- Apellation:
- Colchagua Valley
- Vineyard:
- Caliterra Estate
Single Vineyard
Quillay # Block
- Composition:
- 89% Cabernet Sauvignon
- 5% Carménère
- 3% Shiraz
- 3% Petit Verdot
- Alcohol:
- 14.0% by volume
- Final pH:
- 3.6
- Total Acidity:
- 5.6 g/l (tartaric acid)
- Residual Sugar:
- 1.88 g/l
Winemaker Comment
A very deep attractive ruby red colour shows a young wine at the moment of its release. On the nose the wine is intense, but elegant, with acid perfume notes probably coming from the cherry aromas that also outstand. Barrel scents emphasize more than usual, but with a couple of months of bottle ageing the wine will be completely integrated. On the palate, very tasty notes and complex aromas enhance, although in a soft and elegant way. A long after tasting with a pleasant end.
Vintage Note
After a winter of few, though concentrated rains, the Quillay sector in which the Cabernet Sauvignon is planted behaved splendidly in terms of growth, production and quality. This area is rich in variable soil conditions, sun exhibitions and slopes, for what it remains immune to seasonal oscillations. This way, every small space of the vineyard originates a special interpretation of the climate of every year, which at the end of the vintage develops into the particular character of the Tributo range for our Cabernet version. This year, the Cabernet Sauvignon was complimented with 5% of Carménère searching for round spicy notes, a 3% of sweet noted Shiraz and a 3% of Petit Verdot to deliver structure in the final blend.
Fermentation and Aging
For some time we have been working our vineyards with the Polygonal Harvest System. This process rationally separates the heterogeneous grapes among the different lots, differences generated by the diversity of soils present in the estate. With the use of state-of-the-art technology through multispectral images, we are able to know the level of maturity from each vine and group them in specific polygons for harvesting. Harvesting this way, takes to the winery standard groups of fruit from a specific polygon and not a mass of grapes with different degrees of ripeness.

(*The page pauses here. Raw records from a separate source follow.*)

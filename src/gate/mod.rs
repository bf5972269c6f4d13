//! Access Gate
//!
//! Evaluated once per session: a tenant database is reachable only when the session declares
//! exactly the tenant's own network identity. The gate reads a fresh registry snapshot for
//! every evaluation and takes no locks. Any doubt about the registry rejects the session.

use std::{fmt, sync::Arc};

use serde::Serialize;
use tracing::{debug, warn};

use crate::{
    config::EngineConfig,
    errors::ErrorKind,
    identity::{RoleName, Subdomain, TenantId},
    registry::{RoleScope, TenantRegistry},
};

pub mod session;

pub use session::{AdmittedSession, IdentityDeclared, RejectedSession, Session, Unauthenticated};

/// Where a declared identity came from.
#[derive(Debug, Clone, Copy, PartialEq, Eq, Hash, Serialize)]
#[serde(rename_all = "kebab-case")]
pub enum IdentitySource {
    /// Server name negotiated during the TLS handshake.
    TlsServerName,

    /// Header injected by a proxy inside the trust boundary.
    TrustedProxyHeader,

    /// The client-settable `application_name`; never trusted.
    ApplicationName,
}

impl IdentitySource {
    /// Whether the connecting client cannot choose this value freely.
    #[must_use]
    pub const fn is_trusted(self) -> bool {
        matches!(self, Self::TlsServerName | Self::TrustedProxyHeader)
    }
}

/// Network identity a session claims to connect through.
#[derive(Debug, Clone, PartialEq, Eq, Hash)]
pub struct DeclaredIdentity {
    /// Origin of the value.
    pub source: IdentitySource,

    /// Hostname as declared.
    pub value: String,
}

impl DeclaredIdentity {
    /// Identity taken from the TLS server name.
    #[must_use]
    pub fn tls_server_name(value: impl Into<String>) -> Self {
        Self {
            source: IdentitySource::TlsServerName,
            value: value.into(),
        }
    }
}

/// Inbound session as seen by the gate.
#[derive(Debug, Clone, PartialEq, Eq)]
pub struct ConnectionAttempt {
    /// Connecting role.
    pub role: RoleName,

    /// Scope of the connecting role.
    pub scope: RoleScope,

    /// Target database.
    pub database: String,

    /// Declared network identity, if any.
    pub identity: Option<DeclaredIdentity>,
}

/// Why a session was allowed.
#[derive(Debug, Clone, Copy, PartialEq, Eq, Serialize)]
#[serde(rename_all = "kebab-case")]
pub enum AllowReason {
    /// Superuser bypass.
    Superuser,

    /// Target is an administrative database.
    AdministrativeDatabase,

    /// Declared identity equals the tenant's subdomain.
    IdentityMatched,
}

/// Why a session was rejected.
#[derive(Debug, Clone, Copy, PartialEq, Eq, Serialize)]
#[serde(rename_all = "kebab-case")]
pub enum RejectReason {
    /// No identity, or an empty one, was declared.
    MissingIdentity,

    /// Identity came from a client-settable source.
    UntrustedIdentitySource,

    /// No tenant is registered for the target database.
    UnknownDatabase,

    /// Tenant exists but is being torn down or is quarantined.
    TenantNotLive,

    /// Declared identity differs from the tenant's subdomain.
    IdentityMismatch,

    /// Registry could not be read or parsed.
    RegistryUnavailable,
}

impl RejectReason {
    /// Error classification.
    #[must_use]
    pub const fn kind(self) -> ErrorKind {
        match self {
            Self::MissingIdentity | Self::UntrustedIdentitySource | Self::IdentityMismatch => {
                ErrorKind::IdentityMismatch
            }
            Self::UnknownDatabase | Self::TenantNotLive => ErrorKind::NotFound,
            Self::RegistryUnavailable => ErrorKind::RegistryUnavailable,
        }
    }
}

impl fmt::Display for RejectReason {
    fn fmt(&self, f: &mut fmt::Formatter<'_>) -> fmt::Result {
        f.write_str(match self {
            Self::MissingIdentity => "no network identity declared",
            Self::UntrustedIdentitySource => "identity source is client-settable",
            Self::UnknownDatabase => "no tenant registered for database",
            Self::TenantNotLive => "tenant is not live",
            Self::IdentityMismatch => "declared identity does not match the tenant subdomain",
            Self::RegistryUnavailable => "registry unavailable",
        })
    }
}

/// Terminal decision for a session.
#[derive(Debug, Clone, Copy, PartialEq, Eq, Serialize)]
#[serde(tag = "decision", content = "reason", rename_all = "kebab-case")]
pub enum AccessDecision {
    /// Session may run statements.
    Allowed(AllowReason),

    /// Session must not run any statement.
    Rejected(RejectReason),
}

impl AccessDecision {
    /// Whether the session was allowed.
    #[must_use]
    pub const fn is_allowed(&self) -> bool {
        matches!(self, Self::Allowed(_))
    }
}

/// Per-session identity check.
#[derive(Debug, Clone)]
pub struct AccessGate {
    registry: Arc<TenantRegistry>,
    root_identity: String,
    administrative_databases: Vec<String>,
}

impl AccessGate {
    /// Gate reading `registry`.
    #[must_use]
    pub fn new(registry: Arc<TenantRegistry>, config: &EngineConfig) -> Self {
        Self {
            registry,
            root_identity: config.root_identity.clone(),
            administrative_databases: config.administrative_databases.clone(),
        }
    }

    /// Decide whether the session may proceed.
    pub fn evaluate(&self, attempt: &ConnectionAttempt) -> AccessDecision {
        let decision = self.decide(attempt);

        match decision {
            AccessDecision::Allowed(reason) => {
                debug!(
                    role = %attempt.role,
                    database = %attempt.database,
                    ?reason,
                    "session allowed"
                );
            }
            AccessDecision::Rejected(reason) => {
                warn!(
                    role = %attempt.role,
                    database = %attempt.database,
                    identity = attempt.identity.as_ref().map(|identity| identity.value.as_str()),
                    %reason,
                    "session rejected"
                );
            }
        }

        decision
    }

    /// Diagnostic check: would a tenant-scoped session declaring `identity` through the TLS
    /// server name reach tenant `id`? Reads the registry only.
    pub fn validate_access(&self, id: &TenantId, identity: &str) -> AccessDecision {
        self.evaluate(&ConnectionAttempt {
            role: id.owner_role(),
            scope: RoleScope::TenantOwner,
            database: id.to_string(),
            identity: Some(DeclaredIdentity::tls_server_name(identity)),
        })
    }

    fn decide(&self, attempt: &ConnectionAttempt) -> AccessDecision {
        if attempt.scope.bypasses_isolation() {
            return AccessDecision::Allowed(AllowReason::Superuser);
        }

        if self
            .administrative_databases
            .iter()
            .any(|database| *database == attempt.database)
        {
            return AccessDecision::Allowed(AllowReason::AdministrativeDatabase);
        }

        let Some(identity) = attempt
            .identity
            .as_ref()
            .filter(|identity| !identity.value.trim().is_empty())
        else {
            return AccessDecision::Rejected(RejectReason::MissingIdentity);
        };

        if !identity.source.is_trusted() {
            return AccessDecision::Rejected(RejectReason::UntrustedIdentitySource);
        }

        let Ok(id) = TenantId::parse(&attempt.database) else {
            return AccessDecision::Rejected(RejectReason::UnknownDatabase);
        };

        let snapshot = match self.registry.snapshot() {
            Ok(snapshot) => snapshot,
            Err(error) => {
                warn!(%error, "registry unavailable during access check");

                return AccessDecision::Rejected(RejectReason::RegistryUnavailable);
            }
        };

        let Some(tenant) = snapshot.get(&id) else {
            return AccessDecision::Rejected(RejectReason::UnknownDatabase);
        };

        if !tenant.is_live() {
            return AccessDecision::Rejected(RejectReason::TenantNotLive);
        }

        if identity_matches(&identity.value, &tenant.subdomain, &self.root_identity) {
            AccessDecision::Allowed(AllowReason::IdentityMatched)
        } else {
            AccessDecision::Rejected(RejectReason::IdentityMismatch)
        }
    }
}

/// Exact comparison of a declared hostname against a tenant subdomain.
///
/// Accepts the bare label or the label qualified by the root identity, compared over the
/// full length, ignoring ASCII case. No prefix, suffix or substring match is ever accepted.
#[must_use]
pub fn identity_matches(declared: &str, subdomain: &Subdomain, root_identity: &str) -> bool {
    declared.eq_ignore_ascii_case(subdomain.as_str())
        || declared.eq_ignore_ascii_case(&subdomain.hostname(root_identity))
}
use clap::Args;
use serde_json::json;
use tenantgate::{
    engine::Engine,
    identity::{RoleName, TenantId},
};
use tenantgate_app::{errors::CliError, output::Report};

use super::{Completed, tenant_fields};

#[derive(Debug, Args)]
pub(crate) struct RemoveMemberArgs {
    /// Tenant id
    tenant: String,

    /// Member role to remove; objects it owns pass to the tenant owner
    role: String,
}

pub(crate) async fn run(args: &RemoveMemberArgs, engine: &Engine) -> Result<Completed, CliError> {
    let id = TenantId::parse(&args.tenant)?;
    let role = RoleName::parse(&args.role)?;

    let tenant = engine.lifecycle().remove_member(&id, &role).await?;

    let report = Report::new(json!({ "removed": role, "tenant": tenant })).field("removed", &role);

    Ok(tenant_fields(report, &tenant, &engine.config().root_identity).into())
}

This implies working in much smaller lots united to the variations that occur naturally in the soil under the vines.
Fermentation started at 28º Celsius and was later decreased, with the idea to avoid over extraction of skin elements. The wine aged in oak barrels, 60% American and 40% French, for a period of fourteen months. In this phase, malolactic fermentation took place.